# Description of the task:
Every line below that has the string "struct" adds one to the count. Give that count by itself.

# Given information:
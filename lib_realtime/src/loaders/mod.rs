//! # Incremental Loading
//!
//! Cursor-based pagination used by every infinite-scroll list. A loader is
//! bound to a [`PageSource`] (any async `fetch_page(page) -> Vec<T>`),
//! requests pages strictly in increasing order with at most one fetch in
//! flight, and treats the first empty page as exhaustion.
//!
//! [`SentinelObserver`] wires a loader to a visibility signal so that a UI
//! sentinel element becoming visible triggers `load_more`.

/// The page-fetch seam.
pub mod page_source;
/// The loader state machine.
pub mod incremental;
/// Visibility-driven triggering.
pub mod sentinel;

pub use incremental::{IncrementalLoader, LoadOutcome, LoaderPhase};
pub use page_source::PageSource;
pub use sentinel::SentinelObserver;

---

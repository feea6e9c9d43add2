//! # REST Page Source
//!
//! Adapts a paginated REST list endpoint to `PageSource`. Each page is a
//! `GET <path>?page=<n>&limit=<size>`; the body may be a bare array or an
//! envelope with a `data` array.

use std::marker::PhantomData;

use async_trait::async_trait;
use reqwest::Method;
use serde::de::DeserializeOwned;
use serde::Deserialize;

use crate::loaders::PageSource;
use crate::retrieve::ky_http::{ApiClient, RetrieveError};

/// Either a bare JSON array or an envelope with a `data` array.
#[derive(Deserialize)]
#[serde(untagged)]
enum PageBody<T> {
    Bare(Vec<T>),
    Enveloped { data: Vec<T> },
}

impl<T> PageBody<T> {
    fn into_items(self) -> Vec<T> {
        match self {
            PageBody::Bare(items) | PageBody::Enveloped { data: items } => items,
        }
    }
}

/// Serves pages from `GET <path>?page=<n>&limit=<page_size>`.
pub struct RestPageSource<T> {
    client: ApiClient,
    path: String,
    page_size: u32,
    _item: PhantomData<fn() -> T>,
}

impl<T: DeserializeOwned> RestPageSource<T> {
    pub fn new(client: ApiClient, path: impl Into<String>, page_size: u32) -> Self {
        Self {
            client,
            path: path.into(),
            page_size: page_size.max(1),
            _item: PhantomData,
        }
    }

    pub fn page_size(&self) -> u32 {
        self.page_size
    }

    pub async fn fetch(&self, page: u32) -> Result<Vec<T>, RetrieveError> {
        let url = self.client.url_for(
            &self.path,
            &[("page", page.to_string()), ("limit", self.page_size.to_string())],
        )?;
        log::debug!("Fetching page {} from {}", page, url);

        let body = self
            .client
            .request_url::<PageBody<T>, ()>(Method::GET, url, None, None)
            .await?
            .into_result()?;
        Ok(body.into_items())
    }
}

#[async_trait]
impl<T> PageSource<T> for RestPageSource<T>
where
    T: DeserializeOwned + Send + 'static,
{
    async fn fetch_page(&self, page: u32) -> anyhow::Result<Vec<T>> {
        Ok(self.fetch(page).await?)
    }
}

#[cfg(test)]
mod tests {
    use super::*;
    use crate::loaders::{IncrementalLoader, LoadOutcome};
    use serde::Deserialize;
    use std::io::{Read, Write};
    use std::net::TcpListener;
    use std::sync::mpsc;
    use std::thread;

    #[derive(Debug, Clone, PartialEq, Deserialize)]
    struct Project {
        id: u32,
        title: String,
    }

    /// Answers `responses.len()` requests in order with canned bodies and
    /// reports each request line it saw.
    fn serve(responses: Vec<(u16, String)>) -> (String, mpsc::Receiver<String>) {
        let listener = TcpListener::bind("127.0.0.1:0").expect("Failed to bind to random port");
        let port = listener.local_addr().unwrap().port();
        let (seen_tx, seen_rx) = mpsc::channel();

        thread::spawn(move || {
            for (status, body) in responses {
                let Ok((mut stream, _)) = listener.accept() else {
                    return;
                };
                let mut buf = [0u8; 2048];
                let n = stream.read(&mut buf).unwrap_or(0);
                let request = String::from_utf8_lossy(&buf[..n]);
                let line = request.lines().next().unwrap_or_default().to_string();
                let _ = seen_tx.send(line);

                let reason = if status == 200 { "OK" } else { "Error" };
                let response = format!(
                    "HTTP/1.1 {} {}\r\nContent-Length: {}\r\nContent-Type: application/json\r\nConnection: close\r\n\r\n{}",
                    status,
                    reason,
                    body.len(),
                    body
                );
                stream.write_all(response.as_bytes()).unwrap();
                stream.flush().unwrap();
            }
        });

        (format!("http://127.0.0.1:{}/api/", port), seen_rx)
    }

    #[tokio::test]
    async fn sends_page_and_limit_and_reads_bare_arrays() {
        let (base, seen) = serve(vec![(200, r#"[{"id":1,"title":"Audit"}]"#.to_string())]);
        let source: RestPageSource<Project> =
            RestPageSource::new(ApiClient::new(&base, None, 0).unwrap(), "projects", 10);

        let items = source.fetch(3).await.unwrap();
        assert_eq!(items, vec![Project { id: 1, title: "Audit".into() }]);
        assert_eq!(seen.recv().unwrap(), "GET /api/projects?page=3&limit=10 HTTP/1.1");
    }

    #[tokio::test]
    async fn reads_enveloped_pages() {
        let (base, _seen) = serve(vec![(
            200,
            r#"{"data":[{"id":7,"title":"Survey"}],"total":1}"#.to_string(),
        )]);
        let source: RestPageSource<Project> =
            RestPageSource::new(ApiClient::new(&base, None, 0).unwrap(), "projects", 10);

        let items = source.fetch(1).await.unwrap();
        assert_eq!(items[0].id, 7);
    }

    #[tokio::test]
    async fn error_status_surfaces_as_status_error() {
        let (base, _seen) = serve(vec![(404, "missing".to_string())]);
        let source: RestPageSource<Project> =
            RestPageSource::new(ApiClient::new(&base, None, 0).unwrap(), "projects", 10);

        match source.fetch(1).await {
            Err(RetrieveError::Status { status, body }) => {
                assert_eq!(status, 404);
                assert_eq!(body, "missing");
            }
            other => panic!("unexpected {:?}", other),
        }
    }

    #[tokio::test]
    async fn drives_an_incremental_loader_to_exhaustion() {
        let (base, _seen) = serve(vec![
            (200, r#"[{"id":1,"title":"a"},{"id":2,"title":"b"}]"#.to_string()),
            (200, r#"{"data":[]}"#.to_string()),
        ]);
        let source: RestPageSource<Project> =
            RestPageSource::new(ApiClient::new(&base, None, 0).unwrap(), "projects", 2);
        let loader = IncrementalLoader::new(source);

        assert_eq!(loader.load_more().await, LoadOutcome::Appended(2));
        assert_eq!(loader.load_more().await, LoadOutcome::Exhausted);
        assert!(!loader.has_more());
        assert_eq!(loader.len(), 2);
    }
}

* * *

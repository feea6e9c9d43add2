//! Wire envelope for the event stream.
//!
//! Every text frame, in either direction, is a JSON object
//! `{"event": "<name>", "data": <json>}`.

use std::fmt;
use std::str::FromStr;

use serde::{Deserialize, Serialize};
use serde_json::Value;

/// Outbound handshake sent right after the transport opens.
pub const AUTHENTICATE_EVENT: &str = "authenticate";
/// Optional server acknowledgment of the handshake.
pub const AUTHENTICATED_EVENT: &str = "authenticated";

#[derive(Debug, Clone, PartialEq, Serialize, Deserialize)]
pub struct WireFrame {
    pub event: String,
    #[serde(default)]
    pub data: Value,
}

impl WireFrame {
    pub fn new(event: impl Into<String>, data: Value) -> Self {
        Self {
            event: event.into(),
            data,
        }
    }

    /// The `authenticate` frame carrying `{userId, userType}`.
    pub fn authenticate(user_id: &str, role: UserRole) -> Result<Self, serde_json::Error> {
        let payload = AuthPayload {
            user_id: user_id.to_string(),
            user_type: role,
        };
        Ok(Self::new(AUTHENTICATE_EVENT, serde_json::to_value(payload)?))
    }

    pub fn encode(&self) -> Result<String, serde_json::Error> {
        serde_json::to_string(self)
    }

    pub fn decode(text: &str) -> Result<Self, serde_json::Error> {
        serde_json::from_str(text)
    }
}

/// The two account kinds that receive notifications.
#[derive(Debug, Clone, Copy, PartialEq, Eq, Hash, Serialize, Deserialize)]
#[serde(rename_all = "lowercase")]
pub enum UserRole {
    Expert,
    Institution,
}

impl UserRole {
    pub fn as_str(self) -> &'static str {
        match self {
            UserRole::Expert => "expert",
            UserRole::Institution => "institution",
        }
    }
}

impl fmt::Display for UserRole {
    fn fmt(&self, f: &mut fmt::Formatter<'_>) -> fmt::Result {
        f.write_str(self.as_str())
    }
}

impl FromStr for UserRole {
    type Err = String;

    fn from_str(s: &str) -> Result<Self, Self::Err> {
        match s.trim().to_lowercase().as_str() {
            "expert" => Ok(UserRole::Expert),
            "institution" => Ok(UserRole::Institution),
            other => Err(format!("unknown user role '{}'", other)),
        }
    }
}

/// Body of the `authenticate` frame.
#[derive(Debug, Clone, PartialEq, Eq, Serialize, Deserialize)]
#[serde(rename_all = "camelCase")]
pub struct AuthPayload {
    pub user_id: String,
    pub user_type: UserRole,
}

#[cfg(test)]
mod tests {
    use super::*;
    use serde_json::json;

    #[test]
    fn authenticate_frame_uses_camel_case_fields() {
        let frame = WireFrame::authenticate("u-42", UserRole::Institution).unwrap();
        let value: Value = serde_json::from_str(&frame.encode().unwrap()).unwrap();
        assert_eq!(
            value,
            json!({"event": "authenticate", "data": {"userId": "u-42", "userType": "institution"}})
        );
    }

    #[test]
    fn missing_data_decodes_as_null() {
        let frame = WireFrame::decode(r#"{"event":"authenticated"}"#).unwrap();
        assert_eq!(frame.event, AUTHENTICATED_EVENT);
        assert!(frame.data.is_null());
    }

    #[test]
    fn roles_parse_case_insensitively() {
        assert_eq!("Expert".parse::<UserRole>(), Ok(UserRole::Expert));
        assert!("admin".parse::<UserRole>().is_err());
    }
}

# Exercise result:
4